Novartis Finland Oy, Espoo, Finland.
Medaffcon Oy, Espoo, Finland.
J Headache Pain. 2020 Jan 31;21(1):8. doi: 10.1186/s10194-020-1077-x.
Migraine is a complex neurological disorder with high co-existing morbidity burden. The aim of our study was to examine the overall morbidity and phenotypic diseasome for migraine among people of working age using real world data collected as a part of routine clinical practice.
Electronic medical records (EMR) of patients with migraine (n = 17,623) and age- and gender matched controls (n = 17,623) were included in this retrospective analysis. EMRs were assessed for the prevalence of ICD-10 codes, those with at least two significant phi correlations, and a prevalence >2.5% in migraine patients were included to phenotypic disease networks (PDN) for further analysis. An automatic subnetwork detection algorithm was applied in order to cluster the diagnoses within the PDNs. The diagnosis-wise connectivity based on the PDNs was compared between migraine patients and controls to assess differences in morbidity patterns.
The mean number of diagnoses per patient was increased 1.7-fold in migraine compared to controls. Altogether 1337 different ICD-10 codes were detected in EMRs of migraine patients. Monodiagnosis was present in 1% and 13%, and the median number of diagnoses was 12 and 6 in migraine patients and controls. The number of significant phi-correlations was 2.3-fold increased, and cluster analysis showed more clusters in those with migraine vs. controls (9 vs. 6). For migraine, the PDN was larger and denser and exhibited one large cluster containing fatigue, respiratory, sympathetic nervous system, gastrointestinal, infection, mental and mood disorder diagnoses. Migraine patients were more likely affected by multiple conditions compared to controls, even if no notable differences in morbidity patterns were identified through connectivity measures. Frequencies of ICD-10 codes on a three character and block level were increased across the whole diagnostic spectrum in migraine.

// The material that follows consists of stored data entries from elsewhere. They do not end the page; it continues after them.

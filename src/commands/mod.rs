//! CLI commands for release-automation
//!
//! - **release**: Cut the release branch and record it in the config repo
//!   (or print the plan with `--dry-run`)

pub mod release;

pub use release::{RunOptions, run_release};
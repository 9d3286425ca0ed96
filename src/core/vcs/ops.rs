//! Typed git operations
//!
//! Branch cutting and commit/push are ordered lists of `GitOp`. Each op knows
//! its arguments and how to read its own exit status, so a failure at step N
//! maps to exactly one error.

use super::runner::{Capture, Outcome};
use crate::core::error::GitError;
use serde::{Deserialize, Serialize};
use std::path::PathBuf;

/// One git subcommand with its interpretation rules
#[derive(Debug, Clone, Serialize, Deserialize, PartialEq, Eq)]
#[serde(tag = "type", rename_all = "snake_case")]
pub enum GitOp {
  /// Clone a repository into `dest`
  Clone { url: String, dest: PathBuf },

  /// Checkout an existing branch
  Checkout { branch: String },

  /// Fail when `branch` already exists on `remote`
  VerifyBranchAbsent { remote: String, branch: String },

  /// Create and checkout a new branch from HEAD
  CreateBranch { name: String },

  /// Push a named branch
  PushBranch { remote: String, branch: String },

  /// Resolve HEAD to a full commit id
  ResolveHead,

  /// Stage every change in the work tree
  StageAll,

  /// Fail when the index matches HEAD
  RequireStagedChanges,

  /// Commit the index
  Commit { message: String },

  /// Push the current branch
  PushHead { remote: String },
}

impl GitOp {
  /// Short step name used in errors and plans
  pub fn step_name(&self) -> &'static str {
    match self {
      GitOp::Clone { .. } => "clone",
      GitOp::Checkout { .. } => "checkout",
      GitOp::VerifyBranchAbsent { .. } => "verify-absent",
      GitOp::CreateBranch { .. } => "create-branch",
      GitOp::PushBranch { .. } => "push-branch",
      GitOp::ResolveHead => "rev-parse",
      GitOp::StageAll => "stage",
      GitOp::RequireStagedChanges => "require-changes",
      GitOp::Commit { .. } => "commit",
      GitOp::PushHead { .. } => "push",
    }
  }

  /// Subcommand arguments (without global options)
  pub fn args(&self) -> Vec<String> {
    let owned = |parts: &[&str]| parts.iter().map(|s| s.to_string()).collect::<Vec<String>>();
    match self {
      GitOp::Clone { url, dest } => vec![
        "clone".to_string(),
        "--".to_string(),
        url.clone(),
        dest.to_string_lossy().into_owned(),
      ],
      GitOp::Checkout { branch } => owned(&["checkout", branch.as_str()]),
      GitOp::VerifyBranchAbsent { remote, branch } => {
        // Fully qualified so `team/<branch>` does not match
        let head_ref = format!("refs/heads/{}", branch);
        owned(&["ls-remote", "--exit-code", remote.as_str(), head_ref.as_str()])
      }
      GitOp::CreateBranch { name } => owned(&["checkout", "-b", name.as_str()]),
      GitOp::PushBranch { remote, branch } => owned(&["push", remote.as_str(), branch.as_str()]),
      GitOp::ResolveHead => owned(&["rev-parse", "HEAD"]),
      GitOp::StageAll => owned(&["add", "."]),
      GitOp::RequireStagedChanges => owned(&["diff", "--cached", "--quiet"]),
      GitOp::Commit { message } => owned(&["commit", "-m", message.as_str()]),
      GitOp::PushHead { remote } => owned(&["push", remote.as_str(), "HEAD"]),
    }
  }

  /// Whether stdout must be captured
  pub fn capture(&self) -> Capture {
    match self {
      GitOp::ResolveHead => Capture::Stdout,
      _ => Capture::Inherit,
    }
  }

  /// Human-readable form, e.g. `checkout -b develop-v1.0.0`
  pub fn describe(&self) -> String {
    self.args().join(" ")
  }

  /// Map the exit status of this op to success or a typed error
  pub fn check(&self, outcome: &Outcome) -> Result<(), GitError> {
    match self {
      GitOp::Clone { url, .. } => require_success(outcome).map_err(|reason| GitError::CloneFailed {
        url: url.clone(),
        reason,
      }),
      GitOp::Checkout { branch } => require_success(outcome).map_err(|reason| self.branch_error(branch, reason)),
      GitOp::CreateBranch { name } => require_success(outcome).map_err(|reason| self.branch_error(name, reason)),
      GitOp::PushBranch { branch, .. } => {
        require_success(outcome).map_err(|reason| self.branch_error(branch, reason))
      }
      GitOp::VerifyBranchAbsent { remote, branch } => match outcome.code {
        // --exit-code: 2 means no matching ref
        Some(2) => Ok(()),
        Some(0) => Err(self.branch_error(branch, format!("branch already exists on '{}'", remote))),
        _ => Err(self.branch_error(branch, outcome.status_text())),
      },
      GitOp::ResolveHead => {
        require_success(outcome).map_err(|reason| GitError::ResolveFailed { reason })?;
        if outcome.stdout.trim().is_empty() {
          return Err(GitError::ResolveFailed {
            reason: "git rev-parse printed no commit".to_string(),
          });
        }
        Ok(())
      }
      GitOp::StageAll | GitOp::Commit { .. } => {
        require_success(outcome).map_err(|reason| GitError::CommitFailed { reason })
      }
      GitOp::RequireStagedChanges => match outcome.code {
        // --quiet: 1 means the index differs from HEAD
        Some(1) => Ok(()),
        Some(0) => Err(GitError::NothingToCommit),
        _ => Err(GitError::CommitFailed {
          reason: outcome.status_text(),
        }),
      },
      GitOp::PushHead { remote } => require_success(outcome).map_err(|reason| GitError::PushFailed {
        remote: remote.clone(),
        branch: "HEAD".to_string(),
        reason,
      }),
    }
  }

  fn branch_error(&self, branch: &str, reason: String) -> GitError {
    GitError::BranchError {
      branch: branch.to_string(),
      step: self.step_name().to_string(),
      reason,
    }
  }
}

fn require_success(outcome: &Outcome) -> Result<(), String> {
  if outcome.success() {
    Ok(())
  } else {
    Err(outcome.status_text())
  }
}

/// Ordered steps that cut `new_branch` from `source_branch` and publish it
pub fn release_branch_ops(source_branch: &str, new_branch: &str, remote: &str) -> Vec<GitOp> {
  vec![
    GitOp::Checkout {
      branch: source_branch.to_string(),
    },
    GitOp::VerifyBranchAbsent {
      remote: remote.to_string(),
      branch: new_branch.to_string(),
    },
    GitOp::CreateBranch {
      name: new_branch.to_string(),
    },
    GitOp::PushBranch {
      remote: remote.to_string(),
      branch: new_branch.to_string(),
    },
  ]
}

/// Ordered steps that record all work-tree changes and push them
pub fn commit_ops(message: &str, remote: &str) -> Vec<GitOp> {
  vec![
    GitOp::StageAll,
    GitOp::RequireStagedChanges,
    GitOp::Commit {
      message: message.to_string(),
    },
    GitOp::PushHead {
      remote: remote.to_string(),
    },
  ]
}
//! Core engine for release-automation
//!
//! - **config**: Settings file (release.toml) parsing and validation
//! - **descriptor**: Release descriptor model, naming and JSON output
//! - **error**: Error types with phase context and help messages
//! - **plan**: Dry-run plans built from the same op lists the coordinator runs
//! - **release**: The release coordinator (setup → target → config → cleanup)
//! - **vcs**: Git operations behind a substitutable command runner
//! - **workspace**: Per-run scratch directory with guaranteed cleanup

pub mod config;
pub mod descriptor;
pub mod error;
pub mod plan;
pub mod release;
pub mod vcs;
pub mod workspace;
//! Subprocess capability used by every git call
//!
//! The coordinator never touches `std::process` directly. It hands an
//! `Invocation` to a `CommandRunner`; production uses `SystemRunner`, tests
//! substitute a recording fake.

use std::io;
use std::path::PathBuf;
use std::process::{Command, Stdio};

/// What to do with the child's stdout
#[derive(Debug, Clone, Copy, PartialEq, Eq)]
pub enum Capture {
  /// Child writes straight to our stdout/stderr
  Inherit,
  /// Stdout is collected, stderr stays inherited
  Stdout,
}

/// A single program invocation
#[derive(Debug, Clone, PartialEq, Eq)]
pub struct Invocation {
  pub program: String,
  pub args: Vec<String>,
  /// Working directory, `None` keeps the process cwd
  pub cwd: Option<PathBuf>,
  pub capture: Capture,
}

/// Result of a finished invocation
#[derive(Debug, Clone, Default, PartialEq, Eq)]
pub struct Outcome {
  /// Exit code, `None` when killed by a signal
  pub code: Option<i32>,
  /// Captured stdout (empty unless `Capture::Stdout`)
  pub stdout: String,
}

impl Outcome {
  pub fn success(&self) -> bool {
    self.code == Some(0)
  }

  /// Human readable exit status
  pub fn status_text(&self) -> String {
    match self.code {
      Some(code) => format!("exit status {}", code),
      None => "terminated by signal".to_string(),
    }
  }
}

/// Capability to execute a program and wait for it
pub trait CommandRunner {
  /// Run to completion. `Err` only when the program could not be started.
  fn execute(&self, invocation: &Invocation) -> io::Result<Outcome>;
}

impl<R: CommandRunner + ?Sized> CommandRunner for &R {
  fn execute(&self, invocation: &Invocation) -> io::Result<Outcome> {
    (**self).execute(invocation)
  }
}

/// Runs real subprocesses with an isolated environment
///
/// - Clears environment variables
/// - Forwards only the configured pass-through variables
/// - Blocks until the child exits (no timeout)
pub struct SystemRunner {
  env_passthrough: Vec<String>,
}

impl SystemRunner {
  pub fn new(env_passthrough: Vec<String>) -> Self {
    Self { env_passthrough }
  }

  fn command(&self, invocation: &Invocation) -> Command {
    let mut cmd = Command::new(&invocation.program);
    cmd.args(&invocation.args);

    if let Some(cwd) = &invocation.cwd {
      cmd.current_dir(cwd);
    }

    // Isolated environment (credentials reach git only when listed)
    cmd.env_clear();
    for key in &self.env_passthrough {
      if let Some(value) = std::env::var_os(key) {
        cmd.env(key, value);
      }
    }

    cmd.stdin(Stdio::inherit());
    cmd.stderr(Stdio::inherit());
    match invocation.capture {
      Capture::Inherit => cmd.stdout(Stdio::inherit()),
      Capture::Stdout => cmd.stdout(Stdio::piped()),
    };

    cmd
  }
}

impl CommandRunner for SystemRunner {
  fn execute(&self, invocation: &Invocation) -> io::Result<Outcome> {
    let mut cmd = self.command(invocation);

    match invocation.capture {
      Capture::Inherit => {
        let status = cmd.status()?;
        Ok(Outcome {
          code: status.code(),
          stdout: String::new(),
        })
      }
      Capture::Stdout => {
        let output = cmd.output()?;
        Ok(Outcome {
          code: output.status.code(),
          stdout: String::from_utf8_lossy(&output.stdout).into_owned(),
        })
      }
    }
  }
}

Migraine was associated with an increased multimorbidity, evidenced by multiple different approaches in the study. A systematic increase in the morbidity across the whole spectrum of ICD-10 coded diagnoses, and when interpreting PDNs, were detected in migraine patients. However, no specific diagnoses explained the morbidity. The results reflect clinical praxis, but also undoubtedly, the pathophysiological phenotypes related to migraine, and emphasize the importance of better understanding migraine-related morbidity.
偏头痛是一种复杂的神经障碍,伴有较高的共存发病率负担。我们的研究旨在使用作为常规临床实践一部分收集的真实世界数据,检查工作年龄人群偏头痛的整体发病率和表型疾病网络。

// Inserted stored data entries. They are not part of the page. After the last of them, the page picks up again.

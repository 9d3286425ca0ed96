//! Failure paths: exit status, diagnostics and what is left behind

use crate::helpers::{ReleaseFixture, git, stderr};
use anyhow::Result;

#[test]
fn test_missing_source_branch_stops_before_config_repo() -> Result<()> {
  let fx = ReleaseFixture::new()?;

  let output = fx.run(&[&fx.target_url(), &fx.config_url(), "feature", "1.0.0", "afs"])?;
  assert_eq!(output.status.code(), Some(1));

  let err = stderr(&output);
  assert!(err.contains("target repo handling failed"), "stderr: {}", err);
  assert!(fx.target_branch_commit("feature-v1.0.0")?.is_none());
  assert_eq!(fx.config_commit_count()?, 1);
  assert!(fx.workspaces_empty()?);
  Ok(())
}

#[test]
fn test_existing_release_branch_is_not_overwritten() -> Result<()> {
  let fx = ReleaseFixture::new()?;
  git(&fx.target, &["branch", "develop-v1.0.0", "main"])?;
  let before = fx.target_branch_commit("develop-v1.0.0")?;

  let output = fx.run(&[&fx.target_url(), &fx.config_url(), "develop", "1.0.0", "afs"])?;
  assert_eq!(output.status.code(), Some(1));

  let err = stderr(&output);
  assert!(err.contains("target repo handling failed"), "stderr: {}", err);
  assert!(err.contains("develop-v1.0.0"));
  assert_eq!(fx.target_branch_commit("develop-v1.0.0")?, before);
  assert_eq!(fx.config_commit_count()?, 1);
  assert!(fx.workspaces_empty()?);
  Ok(())
}

#[test]
fn test_namespaced_branch_with_same_name_does_not_block_release() -> Result<()> {
  let fx = ReleaseFixture::new()?;
  git(&fx.target, &["branch", "hotfix/develop-v1.0.0", "main"])?;
  git(&fx.target, &["branch", "team/develop-v1.0.0", "main"])?;
  let develop = fx.target_branch_commit("develop")?;

  let output = fx.run(&[&fx.target_url(), &fx.config_url(), "develop", "1.0.0", "afs"])?;
  assert!(output.status.success(), "stderr: {}", stderr(&output));

  assert_eq!(fx.target_branch_commit("develop-v1.0.0")?, develop);
  assert_eq!(fx.config_commit_count()?, 2);
  assert!(fx.workspaces_empty()?);
  Ok(())
}

#[test]
fn test_missing_config_repo_reports_pushed_branch() -> Result<()> {
  let fx = ReleaseFixture::new()?;
  let missing = fx.root.join("remotes").join("nope.git");

  let output = fx.run(&[&fx.target_url(), &missing.to_string_lossy(), "develop", "1.0.0", "afs"])?;
  assert_eq!(output.status.code(), Some(1));

  let err = stderr(&output);
  assert!(err.contains("config repo handling failed"), "stderr: {}", err);
  assert!(err.contains("already pushed"));
  // The branch push is not rolled back
  assert!(fx.target_branch_commit("develop-v1.0.0")?.is_some());
  assert!(fx.workspaces_empty()?);
  Ok(())
}

#[test]
fn test_missing_target_repo_fails_fast() -> Result<()> {
  let fx = ReleaseFixture::new()?;
  let missing = fx.root.join("remotes").join("nope.git");

  let output = fx.run(&[&missing.to_string_lossy(), &fx.config_url(), "develop", "1.0.0", "afs"])?;
  assert_eq!(output.status.code(), Some(1));
  assert!(stderr(&output).contains("target repo handling failed"));
  assert_eq!(fx.config_commit_count()?, 1);
  assert!(fx.workspaces_empty()?);
  Ok(())
}

#[test]
fn test_invalid_settings_file_fails_before_git() -> Result<()> {
  let fx = ReleaseFixture::new()?;
  std::fs::write(fx.work.join("release.toml"), "[git]\nunknown_key = true\n")?;

  let output = fx.run(&[&fx.target_url(), &fx.config_url(), "develop", "1.0.0", "afs"])?;
  assert_eq!(output.status.code(), Some(1));
  assert!(stderr(&output).contains("release.toml"));
  assert!(fx.target_branch_commit("develop-v1.0.0")?.is_none());
  Ok(())
}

本回顾性分析纳入了偏头痛(n=17623)和年龄、性别匹配的对照者(n=17623)的电子病历(EMR)。评估了 EMR 中 ICD-10 编码的患病率,那些至少有两个显著 phi 相关性的编码,以及在偏头痛患者中患病率>2.5%的编码被纳入表型疾病网络(PDN)进行进一步分析。应用自动子网络检测算法对 PDN 中的诊断进行聚类。比较偏头痛患者和对照者的 PDN 基于诊断的连通性,以评估发病率模式的差异。
偏头痛患者的平均每位患者诊断数增加了 1.7 倍。总共在偏头痛患者的 EMR 中检测到了 1337 种不同的 ICD-10 编码。单诊断存在于 1%和 13%的患者中,偏头痛患者和对照者的中位数诊断数分别为 12 个和 6 个。显著 phi 相关性的数量增加了 2.3 倍,聚类分析显示偏头痛患者比对照者有更多的聚类(9 个对 6 个)。对于偏头痛,PDN 更大、更密集,并表现出一个包含疲劳、呼吸系统、交感神经系统、胃肠道、感染、精神和情绪障碍诊断的大聚类。与对照者相比,偏头痛患者更有可能受到多种疾病的影响,即使通过连通性测量没有发现明显的发病率模式差异。偏头痛患者整个 ICD-10 编码诊断谱的三字符和块级别的 ICD-10 编码频率增加。
偏头痛与多种疾病相关,这在研究中通过多种方法得到证实。偏头痛患者整个 ICD-10 编码诊断谱的发病率呈系统增加,在解读 PDN 时也得到了检测。然而,没有特定的诊断可以解释发病率。结果反映了临床实践,但也无疑反映了与偏头痛相关的病理生理表型,并强调了更好地理解偏头痛相关发病率的重要性。